| TASK STATEMENT |
Your response should consist of the full data, set down exactly.

-=-=-

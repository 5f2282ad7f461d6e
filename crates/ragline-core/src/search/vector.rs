//! Vector similarity search
//!
//! Exact inner-product scan for small or not-yet-indexed collections, the
//! HNSW index otherwise. Results are deduplicated by exact text so repeated
//! chunks cannot crowd out other evidence.

use super::AnnIndex;
use crate::db::vectors::inner_product;
use crate::db::{Database, SearchHit, VectorStore};
use crate::error::{RaglineError, Result};
use std::collections::HashSet;
use std::sync::Arc;
use std::time::Instant;

impl Database {
    /// Build (or rebuild) the ANN index for a collection from its records
    pub fn ensure_indexed(&self, collection: &str) -> Result<()> {
        if !self.has_collection(collection)? {
            return Err(RaglineError::CollectionNotFound(collection.to_string()));
        }

        let start = Instant::now();
        let embeddings = self.get_embeddings_for_collection(collection)?;
        let index = AnnIndex::build(embeddings, &self.config);
        self.indexes
            .write()
            .map_err(|e| RaglineError::Search(format!("Index map lock poisoned: {}", e)))?
            .insert(collection.to_string(), Arc::new(index));

        tracing::debug!(
            "Indexed collection '{}' in {} ms",
            collection,
            start.elapsed().as_millis()
        );
        Ok(())
    }

    /// Build indexes for every existing collection (process start)
    pub fn load_indexes(&self) -> Result<usize> {
        let collections = self.list_collections()?;
        for info in &collections {
            self.ensure_indexed(&info.name)?;
        }
        Ok(collections.len())
    }

    pub(crate) fn forget_index(&self, collection: &str) -> Result<()> {
        self.indexes
            .write()
            .map_err(|e| RaglineError::Search(format!("Index map lock poisoned: {}", e)))?
            .remove(collection);
        Ok(())
    }

    fn index_for(&self, collection: &str) -> Option<Arc<AnnIndex>> {
        self.indexes.read().ok()?.get(collection).cloned()
    }

    /// Top-k records by inner product, best first, without duplicate texts
    pub fn search_collection(
        &self,
        collection: &str,
        query: &[f32],
        k: usize,
    ) -> Result<Vec<SearchHit>> {
        let dims = self
            .collection_dimensions(collection)?
            .ok_or_else(|| RaglineError::CollectionNotFound(collection.to_string()))?;
        if query.len() != dims {
            return Err(RaglineError::DimensionMismatch {
                collection: collection.to_string(),
                expected: dims,
                actual: query.len(),
            });
        }
        if k == 0 {
            return Ok(Vec::new());
        }

        let fetch = k * self.config.over_fetch.max(1);
        let candidates = match self.current_index(collection, fetch)? {
            Some(index) => index.search(query, fetch),
            None => self.exact_candidates(collection, query, fetch)?,
        };

        let ids: Vec<i64> = candidates.iter().map(|(id, _)| *id).collect();
        let mut texts = self.get_record_texts(collection, &ids)?;

        let hits = candidates
            .into_iter()
            .filter_map(|(id, similarity)| {
                texts.remove(&id).map(|(text, text_length)| SearchHit {
                    id,
                    text,
                    similarity,
                    text_length,
                })
            })
            .collect();

        Ok(dedup_by_text(hits, k))
    }

    /// The collection's ANN index, if it can serve `fetch` results and was
    /// built from the records currently in the store
    fn current_index(&self, collection: &str, fetch: usize) -> Result<Option<Arc<AnnIndex>>> {
        let index = match self.index_for(collection) {
            Some(index) if index.is_built() && fetch <= index.capacity() => index,
            _ => return Ok(None),
        };

        if index.generation() != self.record_generation(collection)? {
            tracing::warn!(
                "Collection '{}' changed since it was indexed, searching exactly",
                collection
            );
            self.forget_index(collection)?;
            return Ok(None);
        }
        Ok(Some(index))
    }

    fn exact_candidates(
        &self,
        collection: &str,
        query: &[f32],
        fetch: usize,
    ) -> Result<Vec<(i64, f32)>> {
        let mut scored: Vec<(i64, f32)> = self
            .get_embeddings_for_collection(collection)?
            .iter()
            .map(|(id, embedding)| (*id, inner_product(query, embedding)))
            .collect();

        // Stable: equal scores keep insertion order
        scored.sort_by(|a, b| b.1.partial_cmp(&a.1).unwrap_or(std::cmp::Ordering::Equal));
        scored.truncate(fetch);
        Ok(scored)
    }
}

/// Keep the first occurrence of each distinct text, up to `k` hits
pub fn dedup_by_text(hits: Vec<SearchHit>, k: usize) -> Vec<SearchHit> {
    let mut seen = HashSet::new();
    hits.into_iter()
        .filter(|hit| seen.insert(hit.text.clone()))
        .take(k)
        .collect()
}

/// Retrieve candidates for a query, degrading to no results on failure.
///
/// A missing collection or a search error is logged and yields an empty
/// list so the request proceeds ungrounded.
pub fn retrieve(
    store: &dyn VectorStore,
    collection: &str,
    query: &[f32],
    k: usize,
) -> Vec<SearchHit> {
    let start = Instant::now();
    let hits = match store.search(collection, query, k) {
        Ok(hits) => hits,
        Err(RaglineError::CollectionNotFound(name)) => {
            tracing::warn!("Collection '{}' not found, answering without context", name);
            Vec::new()
        }
        Err(e) => {
            tracing::warn!("Search in '{}' failed: {}", collection, e);
            Vec::new()
        }
    };

    tracing::debug!(
        "Retrieved {} candidates from '{}' in {} ms",
        hits.len(),
        collection,
        start.elapsed().as_millis()
    );
    hits
}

-=-=-

| PROBLEM SOLUTION |
repository 5f2282ad7f461d6e
filename crates/ragline-core/src/search/vector.rs
//! Vector similarity search
//!
//! Exact inner-product scan for small or not-yet-indexed collections, the
//! HNSW index otherwise. Results are deduplicated by exact text so repeated
//! chunks cannot crowd out other evidence.

use super::AnnIndex;
use crate::db::vectors::inner_product;
use crate::db::{Database, SearchHit, VectorStore};
use crate::error::{RaglineError, Result};
use std::collections::HashSet;
use std::sync::Arc;
use std::time::Instant;

impl Database {
    /// Build (or rebuild) the ANN index for a collection from its records
    pub fn ensure_indexed(&self, collection: &str) -> Result<()> {
        if !self.has_collection(collection)? {
            return Err(RaglineError::CollectionNotFound(collection.to_string()));
        }

        let start = Instant::now();
        let embeddings = self.get_embeddings_for_collection(collection)?;
        let index = AnnIndex::build(embeddings, &self.config);
        self.indexes
            .write()
            .map_err(|e| RaglineError::Search(format!("Index map lock poisoned: {}", e)))?
            .insert(collection.to_string(), Arc::new(index));

        tracing::debug!(
            "Indexed collection '{}' in {} ms",
            collection,
            start.elapsed().as_millis()
        );
        Ok(())
    }

    /// Build indexes for every existing collection (process start)
    pub fn load_indexes(&self) -> Result<usize> {
        let collections = self.list_collections()?;
        for info in &collections {
            self.ensure_indexed(&info.name)?;
        }
        Ok(collections.len())
    }

    pub(crate) fn forget_index(&self, collection: &str) -> Result<()> {
        self.indexes
            .write()
            .map_err(|e| RaglineError::Search(format!("Index map lock poisoned: {}", e)))?
            .remove(collection);
        Ok(())
    }

    fn index_for(&self, collection: &str) -> Option<Arc<AnnIndex>> {
        self.indexes.read().ok()?.get(collection).cloned()
    }

    /// Top-k records by inner product, best first, without duplicate texts
    pub fn search_collection(
        &self,
        collection: &str,
        query: &[f32],
        k: usize,
    ) -> Result<Vec<SearchHit>> {
        let dims = self
            .collection_dimensions(collection)?
            .ok_or_else(|| RaglineError::CollectionNotFound(collection.to_string()))?;
        if query.len() != dims {
            return Err(RaglineError::DimensionMismatch {
                collection: collection.to_string(),
                expected: dims,
                actual: query.len(),
            });
        }
        if k == 0 {
            return Ok(Vec::new());
        }

        let fetch = k * self.config.over_fetch.max(1);
        let candidates = match self.current_index(collection, fetch)? {
            Some(index) => index.search(query, fetch),
            None => self.exact_candidates(collection, query, fetch)?,
        };

        let ids: Vec<i64> = candidates.iter().map(|(id, _)| *id).collect();
        let mut texts = self.get_record_texts(collection, &ids)?;

        let hits = candidates
            .into_iter()
            .filter_map(|(id, similarity)| {
                texts.remove(&id).map(|(text, text_length)| SearchHit {
                    id,
                    text,
                    similarity,
                    text_length,
                })
            })
            .collect();

        Ok(dedup_by_text(hits, k))
    }

    /// The collection's ANN index, if it can serve `fetch` results and was
    /// built from the records currently in the store
    fn current_index(&self, collection: &str, fetch: usize) -> Result<Option<Arc<AnnIndex>>> {
        let index = match self.index_for(collection) {
            Some(index) if index.is_built() && fetch <= index.capacity() => index,
            _ => return Ok(None),
        };

        if index.generation() != self.record_generation(collection)? {
            tracing::warn!(
                "Collection '{}' changed since it was indexed, searching exactly",
                collection
            );
            self.forget_index(collection)?;
            return Ok(None);
        }
        Ok(Some(index))
    }

    fn exact_candidates(
        &self,
        collection: &str,
        query: &[f32],
        fetch: usize,
    ) -> Result<Vec<(i64, f32)>> {
        let mut scored: Vec<(i64, f32)> = self
            .get_embeddings_for_collection(collection)?
            .iter()
            .map(|(id, embedding)| (*id, inner_product(query, embedding)))
            .collect();

        // Stable: equal scores keep insertion order
        scored.sort_by(|a, b| b.1.partial_cmp(&a.1).unwrap_or(std::cmp::Ordering::Equal));
        scored.truncate(fetch);
        Ok(scored)
    }
}

/// Keep the first occurrence of each distinct text, up to `k` hits
pub fn dedup_by_text(hits: Vec<SearchHit>, k: usize) -> Vec<SearchHit> {
    let mut seen = HashSet::new();
    hits.into_iter()
        .filter(|hit| seen.insert(hit.text.clone()))
        .take(k)
        .collect()
}

/// Retrieve candidates for a query, degrading to no results on failure.
///
/// A missing collection or a search error is logged and yields an empty
/// list so the request proceeds ungrounded.
pub fn retrieve(
    store: &dyn VectorStore,
    collection: &str,
    query: &[f32],
    k: usize,
) -> Vec<SearchHit> {
    let start = Instant::now();
    let hits = match store.search(collection, query, k) {
        Ok(hits) => hits,
        Err(RaglineError::CollectionNotFound(name)) => {
            tracing::warn!("Collection '{}' not found, answering without context", name);
            Vec::new()
        }
        Err(e) => {
            tracing::warn!("Search in '{}' failed: {}", collection, e);
            Vec::new()
        }
    };

    tracing::debug!(
        "Retrieved {} candidates from '{}' in {} ms",
        hits.len(),
        collection,
        start.elapsed().as_millis()
    );
    hits
}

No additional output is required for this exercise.